His Angus Tully is as layered as Giamatti's Paul and how he's able to share the screen with Giamattis is revelatory. We can assume that Giamatti is a generous scene partner, but it takes more than that to render a character as fully as Sessa does here. If acting is mostly reacting, it's to Sessa's credit that he does so expertly in his work with others, including and especially with Giamatti, but also with Randolph and others. 

Angus has a formidable presence of that crummy mix some of us had as kids of arrogance masking insecurity and barbed words as expressions of utter defensiveness. But then, he could show remarkable acts of kindness, particularly in comforting the younger kids subjected to Kountze's bullying and one of whom had a nightmare and wet the bed. Additionally, he's spot and fully attentive in his scenes with Paul; there isn't a phony moment to be found.

The film is replete with small character moments and a Breakfast Club kind of sequence when Paul is chasing Angus through the school threatening to have him suspended. There are also the moments when each covers for the other, as when Angus's shoulder is dislocated (from the earlier chase) and latterly, when they bump into Paul's former roommate in Boston. 

As these kinds of things go, though, we can guess that the new year is going to bring changes. Paul is summoned to the headmaster's office where he meets Angus's mother and stepfather, who reprimand Paul for taking him to see Angus's father. Angus knows that he's not to see his father because of the emotional instability and upset it will cause his dad. After Angus left, there was some episode at the institution to such a degree that his father will have to be moved to another one. 

Paul explains that it was his decision to take Angus to see Mr. Tully and that he, Paul, insisted on it (otherwise, Angus would be looking at being pulled out of Barton and sent to military school). This results in Paul getting fired from his post but saving Angus from a rotten fate.

Much has been made of the film's look; how Payne and cinematographer Eigil Bryld took pains (that's not intentional) to render the film to look very much of its time. Normally, it's a kind of affectation or worse, a stunt that cheapens the film (unless intended to satirize the genre - or pay homage - as in Tarantino and Rodriguez's Grindhouse). In this case, it's very much part of the narrative, locating the film in a time of fraught change. The Vietnam War is raging and ending lives of children only a little older than Paul, the Civil Rights Act had only been introduced a few years older, and there were massive cultural fissures between the younger generation and their parents. 

Likewise, what's happening in the outside world finds a mirror among our three protagonists with, perhaps, more hopeful resolutions in sight. We have the generation gap between Paul and Angus, of course, but also, the terrible uncertainties that fill Angus's life and the numbness he seems to feel underneath it all when not angry or acting out his arrogance.

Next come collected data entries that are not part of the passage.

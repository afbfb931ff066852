use crate::branching::SelectionContext;
use crate::engine::predicates::Predicate;

/// A trait for definining a branching strategy (oftentimes utilising a
/// [`crate::branching::variable_selection::VariableSelector`] and a
/// [`crate::branching::value_selection::ValueSelector`]).
pub trait Brancher: std::fmt::Debug {
    /// Returns the next decision concerning a single variable and value; it returns the
    /// [`Predicate`] corresponding to this decision (or [`None`] if all variables under
    /// consideration are assigned).
    ///
    /// The negation of the returned predicate is the alternative tried on backtrack, so the
    /// predicate has to be neither true nor false under the current domains.
    fn next_decision(&mut self, context: &mut SelectionContext) -> Option<Predicate>;
}

impl<B: Brancher + ?Sized> Brancher for Box<B> {
    fn next_decision(&mut self, context: &mut SelectionContext) -> Option<Predicate> {
        (**self).next_decision(context)
    }
}
use std::iter::Rev;
use std::ops::Deref;
use std::vec::Drain;

use crate::gourd_assert_simple;

/// A position on a [`Trail`]; restoring to it undoes every entry pushed after it was taken.
#[derive(Clone, Copy, Debug, Default, PartialEq, Eq, PartialOrd, Ord, Hash)]
pub struct TrailMark(pub(crate) usize);

/// An append-only undo log. Entries are pushed while narrowing and popped, in reverse order, when
/// restoring an earlier [`TrailMark`].
#[derive(Clone, Debug)]
pub(crate) struct Trail<T> {
    trail: Vec<T>,
}

// We explicitly implement the Default and not as a macro, because we want to avoid imposing Default
// on the generic type T.
impl<T> Default for Trail<T> {
    fn default() -> Self {
        Trail {
            trail: Default::default(),
        }
    }
}

impl<T> Trail<T> {
    pub(crate) fn mark(&self) -> TrailMark {
        TrailMark(self.trail.len())
    }

    /// Removes all entries pushed after `mark`, returning them most recent first.
    pub(crate) fn truncate_to(&mut self, mark: TrailMark) -> Rev<Drain<'_, T>> {
        gourd_assert_simple!(
            mark.0 <= self.trail.len(),
            "cannot restore to mark {} on a trail of length {}",
            mark.0,
            self.trail.len()
        );

        self.trail.drain(mark.0..).rev()
    }

    pub(crate) fn push(&mut self, elem: T) {
        self.trail.push(elem)
    }

    pub(crate) fn clear(&mut self) {
        self.trail.clear()
    }
}

impl<T> Deref for Trail<T> {
    type Target = [T];

    fn deref(&self) -> &Self::Target {
        &self.trail
    }
}
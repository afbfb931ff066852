use super::ValueSelector;
use crate::branching::SelectionContext;
use crate::engine::predicates::Predicate;
use crate::engine::variables::DomainId;
use crate::gourd_assert_advanced;
use crate::predicate;

/// A [`ValueSelector`] which splits the domain in half (based on the lower-bound and upper-bound,
/// disregarding holes) and removes the upper-half from the domain.
///
/// Note that this strategy will not necessarily result in an equal split if there are holes in
/// the domain.
#[derive(Debug, Copy, Clone)]
pub struct InDomainSplit;

impl ValueSelector<DomainId> for InDomainSplit {
    fn select_value(
        &mut self,
        context: &mut SelectionContext,
        decision_variable: DomainId,
    ) -> Predicate {
        predicate!(decision_variable <= InDomainSplit::middle(context, decision_variable))
    }
}

impl InDomainSplit {
    /// The largest value of the lower half of `[lower_bound, upper_bound]`.
    pub(crate) fn middle(context: &SelectionContext, decision_variable: DomainId) -> i64 {
        let lower_bound = context.lower_bound(decision_variable);
        let upper_bound = context.upper_bound(decision_variable);

        // Computed on the distance, which cannot overflow unlike the sum of the bounds.
        let middle = lower_bound.saturating_add_unsigned(upper_bound.abs_diff(lower_bound) / 2);
        gourd_assert_advanced!(
            lower_bound <= middle && middle < upper_bound,
            "It should hold that {lower_bound} <= {middle} < {upper_bound}"
        );
        middle
    }
}
//! A [`TerminationCondition`] is a condition which is polled by a search worker every time it is
//! about to branch. It indicates when the worker should stop, even if no definitive conclusions
//! have been made. The most common example would be [`time_budget::TimeBudget`], which gives the
//! solver a certain time budget to complete its search.

pub mod combinator;
pub mod decision_budget;
pub mod indefinite;
pub mod stop_flag;
pub mod time_budget;

/// The central trait that defines a termination condition. A termination condition determines when
/// the solver should give up searching for solutions.
pub trait TerminationCondition {
    /// Returns `true` when the solver should stop, `false` otherwise.
    fn should_stop(&mut self) -> bool;

    fn decision_has_been_made(&mut self) {}
}

impl<T: TerminationCondition> TerminationCondition for Option<T> {
    fn should_stop(&mut self) -> bool {
        match self {
            Some(t) => t.should_stop(),
            None => false,
        }
    }

    fn decision_has_been_made(&mut self) {
        if let Some(t) = self {
            t.decision_has_been_made()
        }
    }
}
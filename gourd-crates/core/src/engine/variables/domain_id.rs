use crate::containers::StorageKey;

/// The identity of an integer variable. It is assigned once, when the variable is created, and
/// never changes.
#[derive(Clone, Copy, Debug, PartialEq, Eq, PartialOrd, Ord, Hash)]
pub struct DomainId {
    pub id: u32,
}

impl DomainId {
    pub fn new(id: u32) -> Self {
        DomainId { id }
    }

    pub fn id(&self) -> u32 {
        self.id
    }
}

impl StorageKey for DomainId {
    fn index(&self) -> usize {
        self.id as usize
    }

    fn create_from_index(index: usize) -> Self {
        DomainId { id: index as u32 }
    }
}

impl std::fmt::Display for DomainId {
    fn fmt(&self, f: &mut std::fmt::Formatter<'_>) -> std::fmt::Result {
        write!(f, "x{}", self.id)
    }
}
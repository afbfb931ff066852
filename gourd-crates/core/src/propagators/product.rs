use crate::basic_types::PropagationStatusCP;
use crate::engine::variables::AffineView;
use crate::engine::variables::DomainId;
use crate::engine::variables::IntegerVariable;
use crate::engine::VariableStore;
use crate::math::clamp_to_i64;
use crate::math::NumExt;

/// The constraint `target == left * right`, propagated on bounds.
#[derive(Clone, Debug, PartialEq, Eq)]
pub struct Product {
    target: AffineView,
    left: AffineView,
    right: AffineView,
}

/// The bounds `[min, max]` of a view widened to `i128`.
fn bounds(view: &AffineView, store: &VariableStore) -> (i128, i128) {
    (
        i128::from(view.lower_bound(store)),
        i128::from(view.upper_bound(store)),
    )
}

impl Product {
    pub fn new(target: AffineView, left: AffineView, right: AffineView) -> Self {
        Product {
            target,
            left,
            right,
        }
    }

    pub(crate) fn variables(&self) -> impl Iterator<Item = DomainId> + '_ {
        [&self.target, &self.left, &self.right]
            .into_iter()
            .filter_map(IntegerVariable::domain_id)
    }

    pub(crate) fn propagate(&self, store: &mut VariableStore) -> PropagationStatusCP {
        let (left_min, left_max) = bounds(&self.left, store);
        let (right_min, right_max) = bounds(&self.right, store);

        // Values are at most 2^63 in magnitude, so the corner products fit in an i128.
        let corners = [
            left_min * right_min,
            left_min * right_max,
            left_max * right_min,
            left_max * right_max,
        ];
        let product_min = corners.iter().copied().min().unwrap_or(0);
        let product_max = corners.iter().copied().max().unwrap_or(0);
        let _ = self.target.set_lower_bound(store, clamp_to_i64(product_min))?;
        let _ = self.target.set_upper_bound(store, clamp_to_i64(product_max))?;

        self.propagate_factor(store, &self.left, &self.right)?;
        self.propagate_factor(store, &self.right, &self.left)
    }

    /// Narrows `factor` to `target / other` when `other` cannot be zero.
    fn propagate_factor(
        &self,
        store: &mut VariableStore,
        factor: &AffineView,
        other: &AffineView,
    ) -> PropagationStatusCP {
        let (other_min, other_max) = bounds(other, store);
        if other_min <= 0 && 0 <= other_max {
            return Ok(());
        }

        let (target_min, target_max) = bounds(&self.target, store);
        let quotients = [
            (target_min, other_min),
            (target_min, other_max),
            (target_max, other_min),
            (target_max, other_max),
        ];

        // Over a box not crossing zero the quotient is extremal at the corners; rounding is
        // monotone, so rounding each corner inwards bounds the integral quotients.
        let lower_bound = quotients
            .iter()
            .map(|&(numerator, denominator)| <i128 as NumExt>::div_ceil(numerator, denominator))
            .min()
            .unwrap_or(i128::MIN);
        let upper_bound = quotients
            .iter()
            .map(|&(numerator, denominator)| <i128 as NumExt>::div_floor(numerator, denominator))
            .max()
            .unwrap_or(i128::MAX);

        let _ = factor.set_lower_bound(store, clamp_to_i64(lower_bound))?;
        let _ = factor.set_upper_bound(store, clamp_to_i64(upper_bound))?;
        Ok(())
    }

    pub(crate) fn is_satisfied(&self, value: &dyn Fn(DomainId) -> i64) -> bool {
        i128::from(self.left.evaluate(value)) * i128::from(self.right.evaluate(value))
            == i128::from(self.target.evaluate(value))
    }
}

#[cfg(test)]
mod tests {
    use super::*;
    use crate::engine::test_helper::TestStore;
    use crate::model::Constraint;

    #[test]
    fn target_is_bounded_by_corner_products() {
        let mut store = TestStore::default();
        let a = store.new_variable(-2, 3);
        let b = store.new_variable(1, 4);
        let target = store.new_variable(-100, 100);

        store
            .propagate(Constraint::Product(Product::new(target.into(), a.into(), b.into())))
            .expect("non-empty domain");

        assert_eq!(-8, store.lower_bound(target));
        assert_eq!(12, store.upper_bound(target));
    }

    #[test]
    fn factor_is_bounded_by_division() {
        let mut store = TestStore::default();
        let a = store.new_variable(0, 100);
        let b = store.new_variable(3, 4);
        let target = store.new_variable(10, 12);

        store
            .propagate(Constraint::Product(Product::new(target.into(), a.into(), b.into())))
            .expect("non-empty domain");

        assert_eq!(3, store.lower_bound(a));
        assert_eq!(4, store.upper_bound(a));
    }

    #[test]
    fn fixed_factors_fix_the_target() {
        let mut store = TestStore::default();
        let a = store.new_variable(6, 6);
        let b = store.new_variable(-7, -7);
        let target = store.new_variable(-100, 100);

        store
            .propagate(Constraint::Product(Product::new(target.into(), a.into(), b.into())))
            .expect("non-empty domain");

        assert_eq!(Some(-42), store.fixed_value(target));
    }
}
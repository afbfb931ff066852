use super::ValueSelector;
use crate::branching::SelectionContext;
use crate::engine::predicates::Predicate;
use crate::engine::variables::DomainId;
use crate::predicate;

/// A [`ValueSelector`] which assigns to a random value in the domain.
///
/// A value is drawn uniformly from the bounds and moved up to the next value in the domain, so
/// values right after a hole are favoured.
#[derive(Debug, Clone, Copy)]
pub struct InDomainRandom;

impl ValueSelector<DomainId> for InDomainRandom {
    fn select_value(
        &mut self,
        context: &mut SelectionContext,
        decision_variable: DomainId,
    ) -> Predicate {
        let lower_bound = context.lower_bound(decision_variable);
        let upper_bound = context.upper_bound(decision_variable);
        let drawn = context
            .random()
            .generate_i64_in_range(lower_bound, upper_bound);

        // The upper bound is in the domain, so a next value always exists.
        let value = context
            .domain(decision_variable)
            .next_value(drawn)
            .unwrap_or(upper_bound);
        predicate!(decision_variable == value)
    }
}
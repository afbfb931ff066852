use crate::basic_types::Inconsistency;
use crate::basic_types::PropagationStatusCP;
use crate::engine::variables::AffineView;
use crate::engine::variables::DomainId;
use crate::engine::variables::IntegerVariable;
use crate::engine::VariableStore;

/// Target domains up to this size are filtered value by value; larger ones only by bounds.
const MAX_SUPPORT_ENUMERATION: u64 = 1024;

/// The constraint `array[index] == target`, with a zero-based `index`.
#[derive(Clone, Debug, PartialEq, Eq)]
pub struct Element {
    index: DomainId,
    array: Box<[AffineView]>,
    target: AffineView,
}

impl Element {
    pub fn new(
        index: DomainId,
        array: impl IntoIterator<Item = AffineView>,
        target: AffineView,
    ) -> Self {
        Element {
            index,
            array: array.into_iter().collect(),
            target,
        }
    }

    pub(crate) fn variables(&self) -> impl Iterator<Item = DomainId> + '_ {
        std::iter::once(self.index).chain(
            self.array
                .iter()
                .chain(std::iter::once(&self.target))
                .filter_map(IntegerVariable::domain_id),
        )
    }

    /// Whether `array[position]` can still equal the target, judged by bounds and, for fixed
    /// entries, by membership.
    fn supports(&self, store: &VariableStore, position: usize) -> bool {
        let entry = &self.array[position];
        if let Some(value) = entry.fixed_value(store) {
            return self.target.contains(store, value);
        }

        entry.lower_bound(store) <= self.target.upper_bound(store)
            && self.target.lower_bound(store) <= entry.upper_bound(store)
    }

    pub(crate) fn propagate(&self, store: &mut VariableStore) -> PropagationStatusCP {
        let last_position = i64::try_from(self.array.len()).unwrap_or(i64::MAX) - 1;
        let _ = store.intersect_bounds(self.index, 0, last_position)?;

        let unsupported = store
            .domain(self.index)
            .iter()
            .filter(|&position| !self.supports(store, position as usize))
            .collect::<Vec<_>>();
        for position in unsupported {
            let _ = store.remove_value(self.index, position)?;
        }

        let positions = store.domain(self.index).iter().collect::<Vec<_>>();
        let lower_bound = positions
            .iter()
            .map(|&position| self.array[position as usize].lower_bound(store))
            .min()
            .ok_or(Inconsistency::Conflict)?;
        let upper_bound = positions
            .iter()
            .map(|&position| self.array[position as usize].upper_bound(store))
            .max()
            .ok_or(Inconsistency::Conflict)?;
        let _ = self.target.set_lower_bound(store, lower_bound)?;
        let _ = self.target.set_upper_bound(store, upper_bound)?;

        self.filter_target_values(store, &positions)?;

        if let [position] = positions[..] {
            self.propagate_equality(store, &self.array[position as usize])?;
        }

        Ok(())
    }

    /// Removes target values which no remaining entry can take.
    fn filter_target_values(&self, store: &mut VariableStore, positions: &[i64]) -> PropagationStatusCP {
        let Some(variable) = self.target.variable() else {
            return Ok(());
        };
        if store.domain(variable).size() > MAX_SUPPORT_ENUMERATION {
            return Ok(());
        }

        let unsupported = self
            .target
            .iterate_domain(store)
            .filter(|&value| {
                !positions
                    .iter()
                    .any(|&position| self.array[position as usize].contains(store, value))
            })
            .collect::<Vec<_>>();
        for value in unsupported {
            let _ = self.target.remove_value(store, value)?;
        }

        Ok(())
    }

    /// With the index fixed, the selected entry and the target are equal.
    fn propagate_equality(&self, store: &mut VariableStore, entry: &AffineView) -> PropagationStatusCP {
        let _ = entry.set_lower_bound(store, self.target.lower_bound(store))?;
        let _ = entry.set_upper_bound(store, self.target.upper_bound(store))?;
        let _ = self.target.set_lower_bound(store, entry.lower_bound(store))?;
        let _ = self.target.set_upper_bound(store, entry.upper_bound(store))?;

        if let Some(value) = entry.fixed_value(store) {
            let _ = self.target.fix(store, value)?;
        }
        if let Some(value) = self.target.fixed_value(store) {
            let _ = entry.fix(store, value)?;
        }

        Ok(())
    }

    pub(crate) fn is_satisfied(&self, value: &dyn Fn(DomainId) -> i64) -> bool {
        usize::try_from(value(self.index))
            .ok()
            .and_then(|position| self.array.get(position))
            .is_some_and(|entry| entry.evaluate(value) == self.target.evaluate(value))
    }
}

#[cfg(test)]
mod tests {
    use super::*;
    use crate::engine::test_helper::TestStore;
    use crate::engine::Domain;
    use crate::model::Constraint;

    #[test]
    fn index_is_restricted_to_supported_positions() {
        let mut store = TestStore::default();
        let index = store.new_variable(-3, 10);
        let target = store.new_variable(5, 6);

        let array = [3, 5, 9, 6].map(AffineView::constant);
        let constraint = Element::new(index, array, target.into());
        store.propagate(Constraint::Element(constraint)).expect("non-empty domain");

        assert_eq!(&Domain::from_values([1, 3]), store.domain(index));
    }

    #[test]
    fn target_takes_only_values_of_the_array() {
        let mut store = TestStore::default();
        let index = store.new_variable(0, 2);
        let target = store.new_variable(0, 10);

        let array = [2, 7, 4].map(AffineView::constant);
        let constraint = Element::new(index, array, target.into());
        store.propagate(Constraint::Element(constraint)).expect("non-empty domain");

        assert_eq!(&Domain::from_values([2, 7, 4]), store.domain(target));
    }

    #[test]
    fn fixed_index_links_entry_and_target() {
        let mut store = TestStore::default();
        let index = store.new_variable(1, 1);
        let a = store.new_variable(0, 10);
        let b = store.new_variable(3, 8);
        let target = store.new_variable(5, 20);

        let constraint = Element::new(index, [a.into(), b.into()], target.into());
        store.propagate(Constraint::Element(constraint)).expect("non-empty domain");

        assert_eq!(5, store.lower_bound(b));
        assert_eq!(8, store.upper_bound(target));
        assert_eq!(10, store.upper_bound(a));
    }

    #[test]
    fn no_supported_position_is_a_conflict() {
        let mut store = TestStore::default();
        let index = store.new_variable(0, 1);
        let target = store.new_variable(20, 30);

        let array = [1, 2].map(AffineView::constant);
        let result = store.propagate(Constraint::Element(Element::new(index, array, target.into())));

        assert!(result.is_err());
    }
}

Paul, like his contemporaries, remains baffled and frustrated by examples of a generation - particularly, the most entitled and wealthy examples of this generation - squandering their promise repeatedly in apathy and lacking in noblesse oblige, hardly - in Paul's eyes - capable of understanding the written word, let alone having any grasp of history.

Mary, most importantly, provides the most important counterpoint to the other two's narrative; hers is the female, Black, and marginalized experience that neither Paul nor Angus can ever possibly grasp, but whose wisdom is deeper and more humanistic than even Paul's classical authors. To be fair, Paul defends Mary against the privileged holdovers earlier in the picture, but it's made plain that it wouldn't matter if he does or doesn't. Mary's seen it all and it's unlikely that any of the little snots are capable of ruffling her feathers.

You could look to the films of Hal Ashby for influences, but David Hemingson wrote a short piece for Time Magazine explaining the influences on his script, who he pulled from his past to draw these wonderful characters.

That The Holdovers isn't as deep as some might wish, it's profound enough with a gentle humanity and a kind of acerbic grace as needed. Payne's back and it's nice to have him.